Saved entries
______________________________

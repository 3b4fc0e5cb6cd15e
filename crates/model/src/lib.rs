use std::fmt::Debug;

use schemars::JsonSchema;
use serde::{Deserialize, Serialize};
pub use serde_with;
use utility::id::{HasId, Id};

pub mod filter;
pub mod labels;
pub mod resource;

pub use resource::{MalformedRecord, ResourceEntry, ResourceRecord, SourceRecord};

pub trait ExampleData {
    fn example_data() -> Self;
}

#[serde_with::skip_serializing_none]
#[derive(Debug, Clone, Serialize, Deserialize, JsonSchema)]
#[serde(rename_all = "camelCase")]
pub struct WithDistance<T> {
    pub distance_km: f64,
    #[serde(flatten)]
    pub content: T,
}

impl<T> WithDistance<T> {
    pub fn new(distance_km: f64, content: T) -> Self {
        Self {
            distance_km,
            content,
        }
    }

    pub fn with_id(self, id: Id<T>) -> WithDistance<WithId<T>>
    where
        T: HasId,
        T::IdType: Debug + Clone + Serialize,
    {
        WithDistance::new(self.distance_km, WithId::new(id, self.content))
    }
}

#[derive(Debug, Clone, Serialize, JsonSchema)]
pub struct WithId<V>
where
    V: HasId,
    V::IdType: Serialize + Debug + Clone,
{
    pub id: Id<V>,
    #[serde(flatten)]
    pub content: V,
}

impl<V> WithId<V>
where
    V: HasId,
    V::IdType: Serialize + Debug + Clone,
{
    pub fn new(id: Id<V>, content: V) -> Self {
        Self { id, content }
    }
}
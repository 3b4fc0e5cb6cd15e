use axum::{
    extract::{rejection::QueryRejection, OriginalUri, Query, Request},
    http::{Method, StatusCode},
    response::IntoResponse,
    routing::MethodFilter,
    Json,
};
use locator::RequestError;
use log::error;
use model::ExampleData;
use schemars::{schema_for, schema_for_value, JsonSchema};
use serde::{Deserialize, Serialize};

pub type RouteResult<O> = Result<O, RouteErrorResponse>;

/// A `MethodFilter` that matches all http methods.
pub(crate) const METHOD_FILTER_ALL: MethodFilter = MethodFilter::GET
    .or(MethodFilter::POST)
    .or(MethodFilter::PATCH)
    .or(MethodFilter::PUT)
    .or(MethodFilter::DELETE);

// - Services returning commonly used responses -

#[derive(Debug, Deserialize)]
#[serde(rename_all = "camelCase")]
pub(crate) struct SchemaParams {
    #[serde(default = "Default::default")]
    example_data: bool,
}

pub(crate) async fn schema<T: ExampleData + JsonSchema + Serialize>(
    Query(params): Query<SchemaParams>,
) -> impl IntoResponse {
    if params.example_data {
        Json(schema_for_value!(T::example_data()))
    } else {
        Json(schema_for!(T))
    }
}

pub(crate) async fn schema_no_example<T: JsonSchema + Serialize>() -> impl IntoResponse {
    Json(schema_for!(T))
}

pub(crate) async fn route_not_found(
    OriginalUri(original_uri): OriginalUri,
    req: Request,
) -> impl IntoResponse {
    RouteErrorResponse::not_found(req.method(), original_uri.path())
}

// - Commonly used responeses -

/// Error body of every route: `{ "error": ..., "httpMethod": ..., "requestedUri": ... }`.
#[derive(Debug, Clone, Serialize, Deserialize)]
#[serde(rename_all = "camelCase")]
pub struct RouteErrorResponse {
    #[serde(skip)]
    pub status_code: StatusCode,

    pub error: String,

    #[serde(skip_serializing_if = "Option::is_none")]
    pub http_method: Option<String>,

    #[serde(skip_serializing_if = "Option::is_none")]
    pub requested_uri: Option<String>,
}

impl RouteErrorResponse {
    pub fn new(status_code: StatusCode) -> Self {
        Self {
            status_code,
            error: status_code
                .canonical_reason()
                .unwrap_or("i dunno what happened here :/")
                .to_owned(),
            http_method: None,
            requested_uri: None,
        }
    }

    pub fn not_found(method: &Method, uri: impl Into<String>) -> Self {
        Self::new(StatusCode::NOT_FOUND)
            .with_method(method)
            .with_uri(uri)
    }

    pub fn with_method(mut self, method: &Method) -> Self {
        self.http_method = Some(method.to_string());
        self
    }

    pub fn with_uri(mut self, uri: impl Into<String>) -> Self {
        self.requested_uri = Some(uri.into());
        self
    }

    pub fn with_error(mut self, message: impl Into<String>) -> Self {
        self.error = message.into();
        self
    }
}

impl From<RequestError> for RouteErrorResponse {
    fn from(value: RequestError) -> Self {
        if value.is_invalid_input() {
            return Self::new(StatusCode::BAD_REQUEST).with_error(value.to_string());
        }
        match value {
            RequestError::NotFound => {
                Self::new(StatusCode::NOT_FOUND).with_error(RequestError::NotFound.to_string())
            }
            RequestError::StoreUnavailable(reason) => {
                error!("Resource store unavailable: {}", reason);
                Self::new(StatusCode::INTERNAL_SERVER_ERROR)
                    .with_error("The resource store is currently unavailable.")
            }
            _ => Self::new(StatusCode::INTERNAL_SERVER_ERROR),
        }
    }
}

impl From<QueryRejection> for RouteErrorResponse {
    fn from(value: QueryRejection) -> Self {
        Self::new(StatusCode::BAD_REQUEST).with_error(value.body_text())
    }
}

impl IntoResponse for RouteErrorResponse {
    fn into_response(self) -> axum::response::Response {
        (self.status_code, Json(self)).into_response()
    }
}

#[cfg(test)]
mod tests {
    use super::*;

    #[test]
    fn request_errors_map_to_status_codes() {
        let cases = [
            (RequestError::MissingOrInvalidLocation, StatusCode::BAD_REQUEST),
            (
                RequestError::RadiusOutOfRange { max_km: 50.0 },
                StatusCode::BAD_REQUEST,
            ),
            (RequestError::InvalidLimit, StatusCode::BAD_REQUEST),
            (RequestError::NotFound, StatusCode::NOT_FOUND),
            (
                RequestError::StoreUnavailable("connection refused".to_owned()),
                StatusCode::INTERNAL_SERVER_ERROR,
            ),
        ];
        for (error, status_code) in cases {
            assert_eq!(RouteErrorResponse::from(error).status_code, status_code);
        }
    }

    #[test]
    fn store_details_stay_in_the_log() {
        let response = RouteErrorResponse::from(RequestError::StoreUnavailable(
            "password authentication failed".to_owned(),
        ));
        assert!(!response.error.contains("password"));
    }

    #[test]
    fn serializes_without_status_code() {
        let response = RouteErrorResponse::not_found(&Method::GET, "/api/nope");
        let json = serde_json::to_value(response).unwrap();
        assert_eq!(json["error"], "Not Found");
        assert_eq!(json["httpMethod"], "GET");
        assert_eq!(json["requestedUri"], "/api/nope");
        assert!(json.get("statusCode").is_none());
    }
}
use itertools::Itertools;
use schemars::JsonSchema;
use serde::{Deserialize, Serialize};

use crate::ResourceRecord;

/// Attribute filters for browsing without a location. Set filters are ANDed.
#[serde_with::skip_serializing_none]
#[derive(Debug, Clone, Default, PartialEq, Eq, Serialize, Deserialize)]
pub struct AttributeFilter {
    pub city: Option<String>,
    pub category: Option<String>,
    pub language: Option<String>,
}

fn normalize(value: Option<String>) -> Option<String> {
    value
        .map(|value| value.trim().to_owned())
        .filter(|value| !value.is_empty())
}

impl AttributeFilter {
    pub fn new(city: Option<String>, category: Option<String>, language: Option<String>) -> Self {
        Self {
            city: normalize(city),
            category: normalize(category),
            language: normalize(language),
        }
    }

    pub fn is_empty(&self) -> bool {
        self.city.is_none() && self.category.is_none() && self.language.is_none()
    }

    pub fn matches(&self, record: &ResourceRecord) -> bool {
        let city_matches = self.city.as_ref().map_or(true, |city| {
            record
                .city
                .as_ref()
                .is_some_and(|candidate| candidate.trim().to_lowercase() == city.to_lowercase())
        });
        let category_matches = self
            .category
            .as_ref()
            .map_or(true, |category| record.categories.matches(category));
        let language_matches = self
            .language
            .as_ref()
            .map_or(true, |language| record.languages.matches(language));

        city_matches && category_matches && language_matches
    }
}

/// Distinct values present in a store, for populating filter pickers.
#[derive(Debug, Clone, Default, PartialEq, Eq, Serialize, Deserialize, JsonSchema)]
pub struct Facets {
    pub cities: Vec<String>,
    pub categories: Vec<String>,
    pub languages: Vec<String>,
}

impl Facets {
    pub fn collect<'a, I>(records: I) -> Self
    where
        I: IntoIterator<Item = &'a ResourceRecord>,
    {
        let mut cities = vec![];
        let mut categories = vec![];
        let mut languages = vec![];
        for record in records {
            cities.extend(
                record
                    .city
                    .iter()
                    .map(|city| city.trim())
                    .filter(|city| !city.is_empty())
                    .map(str::to_owned),
            );
            categories.extend(record.categories.iter().cloned());
            languages.extend(record.languages.iter().cloned());
        }

        Self {
            cities: cities.into_iter().sorted().dedup().collect(),
            categories: categories.into_iter().sorted().dedup().collect(),
            languages: languages.into_iter().sorted().dedup().collect(),
        }
    }
}

#[cfg(test)]
mod tests {
    use super::*;
    use crate::labels::Labels;

    fn record(city: &str, categories: &str, languages: &str) -> ResourceRecord {
        ResourceRecord {
            city: Some(city.to_owned()),
            categories: Labels::from_delimited(categories),
            languages: Labels::from_delimited(languages),
            ..ResourceRecord::named("Somewhere")
        }
    }

    #[test]
    fn blank_filters_are_dropped() {
        let filter = AttributeFilter::new(Some("  ".to_owned()), None, Some("".to_owned()));
        assert!(filter.is_empty());
        assert!(filter.matches(&record("San Jose", "food", "English")));
    }

    #[test]
    fn filters_are_anded_and_case_insensitive() {
        let pantry = record("Cupertino", "food", "English,Spanish");
        let filter = AttributeFilter::new(
            Some("cupertino".to_owned()),
            Some("FOOD".to_owned()),
            Some("spanish".to_owned()),
        );
        assert!(filter.matches(&pantry));

        let wrong_language = AttributeFilter {
            language: Some("Tagalog".to_owned()),
            ..filter.clone()
        };
        assert!(!wrong_language.matches(&pantry));
    }

    #[test]
    fn city_must_match_exactly() {
        let filter = AttributeFilter::new(Some("San".to_owned()), None, None);
        assert!(!filter.matches(&record("San Jose", "food", "English")));
        assert!(!filter.matches(&ResourceRecord::named("No city")));
    }

    #[test]
    fn facets_are_sorted_and_unique() {
        let records = [
            record("Sunnyvale", "health,food", "Spanish,English"),
            record("Cupertino", "food", "English"),
            record("Sunnyvale", "legal", "Vietnamese"),
        ];
        let facets = Facets::collect(records.iter());
        assert_eq!(facets.cities, ["Cupertino", "Sunnyvale"]);
        assert_eq!(facets.categories, ["food", "health", "legal"]);
        assert_eq!(facets.languages, ["English", "Spanish", "Vietnamese"]);
    }
}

______________________________

→ **TASK DETAILS**: Find how many lines above include "ExampleData"; reply with the number only.

→ **RESPONSE**: 3